▶ _WHAT TO PRODUCE_: Repeat the data below exactly, with every entry included.

▶ _DATA FOR THE TASK_:
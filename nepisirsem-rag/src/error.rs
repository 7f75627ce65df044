//! Error types for the `nepisirsem-rag` crate.

use thiserror::Error;

/// Errors that can occur while indexing or retrieving.
#[derive(Debug, Error)]
pub enum RagError {
    /// An error occurred during embedding generation.
    #[error("Embedding error ({provider}): {message}")]
    EmbeddingError {
        /// The embedding provider that produced the error.
        provider: String,
        /// A description of the failure.
        message: String,
        /// Whether repeating the same call may succeed (rate limits, 5xx,
        /// dropped connections).
        transient: bool,
    },

    /// An error occurred in the vector store backend.
    #[error("Vector store error ({backend}): {message}")]
    VectorStoreError {
        /// The vector store backend that produced the error.
        backend: String,
        /// A description of the failure.
        message: String,
    },

    /// A vector does not have the dimensionality of the vectors already stored.
    #[error("Embedding dimension mismatch: store holds {expected}-dimensional vectors, got {actual}")]
    DimensionMismatch { expected: usize, actual: usize },

    /// The source document could not be read or parsed.
    #[error("Failed to load document '{path}': {message}")]
    LoaderError { path: String, message: String },

    /// The store has never been indexed, or the last indexing run did not finish.
    #[error("Vector store is not indexed: {0}")]
    NotIndexed(String),

    /// A configuration validation error.
    #[error("Configuration error: {0}")]
    ConfigError(String),

    /// An error in the pipeline orchestration.
    #[error("Pipeline error: {0}")]
    PipelineError(String),
}

impl RagError {
    /// Whether this error stems from configuration rather than a runtime failure.
    pub fn is_config(&self) -> bool {
        matches!(self, RagError::ConfigError(_) | RagError::NotIndexed(_))
    }

    /// An embedding failure that retrying will not fix.
    pub fn embedding(provider: impl Into<String>, message: impl Into<String>) -> Self {
        RagError::EmbeddingError {
            provider: provider.into(),
            message: message.into(),
            transient: false,
        }
    }

    /// Whether the failed call is worth repeating.
    pub fn is_transient(&self) -> bool {
        matches!(self, RagError::EmbeddingError { transient: true, .. })
    }
}

/// A convenience result type for RAG operations.
pub type Result<T> = std::result::Result<T, RagError>;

▶ _WRITTEN RESPONSE_:
filename nepisirsem-rag/src/error.rs
repository 7f75627ce65df044
//! Error types for the `nepisirsem-rag` crate.

use thiserror::Error;

/// Errors that can occur while indexing or retrieving.
#[derive(Debug, Error)]
pub enum RagError {
    /// An error occurred during embedding generation.
    #[error("Embedding error ({provider}): {message}")]
    EmbeddingError {
        /// The embedding provider that produced the error.
        provider: String,
        /// A description of the failure.
        message: String,
        /// Whether repeating the same call may succeed (rate limits, 5xx,
        /// dropped connections).
        transient: bool,
    },

    /// An error occurred in the vector store backend.
    #[error("Vector store error ({backend}): {message}")]
    VectorStoreError {
        /// The vector store backend that produced the error.
        backend: String,
        /// A description of the failure.
        message: String,
    },

    /// A vector does not have the dimensionality of the vectors already stored.
    #[error("Embedding dimension mismatch: store holds {expected}-dimensional vectors, got {actual}")]
    DimensionMismatch { expected: usize, actual: usize },

    /// The source document could not be read or parsed.
    #[error("Failed to load document '{path}': {message}")]
    LoaderError { path: String, message: String },

    /// The store has never been indexed, or the last indexing run did not finish.
    #[error("Vector store is not indexed: {0}")]
    NotIndexed(String),

    /// A configuration validation error.
    #[error("Configuration error: {0}")]
    ConfigError(String),

    /// An error in the pipeline orchestration.
    #[error("Pipeline error: {0}")]
    PipelineError(String),
}

impl RagError {
    /// Whether this error stems from configuration rather than a runtime failure.
    pub fn is_config(&self) -> bool {
        matches!(self, RagError::ConfigError(_) | RagError::NotIndexed(_))
    }

    /// An embedding failure that retrying will not fix.
    pub fn embedding(provider: impl Into<String>, message: impl Into<String>) -> Self {
        RagError::EmbeddingError {
            provider: provider.into(),
            message: message.into(),
            transient: false,
        }
    }

    /// Whether the failed call is worth repeating.
    pub fn is_transient(&self) -> bool {
        matches!(self, RagError::EmbeddingError { transient: true, .. })
    }
}

/// A convenience result type for RAG operations.
pub type Result<T> = std::result::Result<T, RagError>;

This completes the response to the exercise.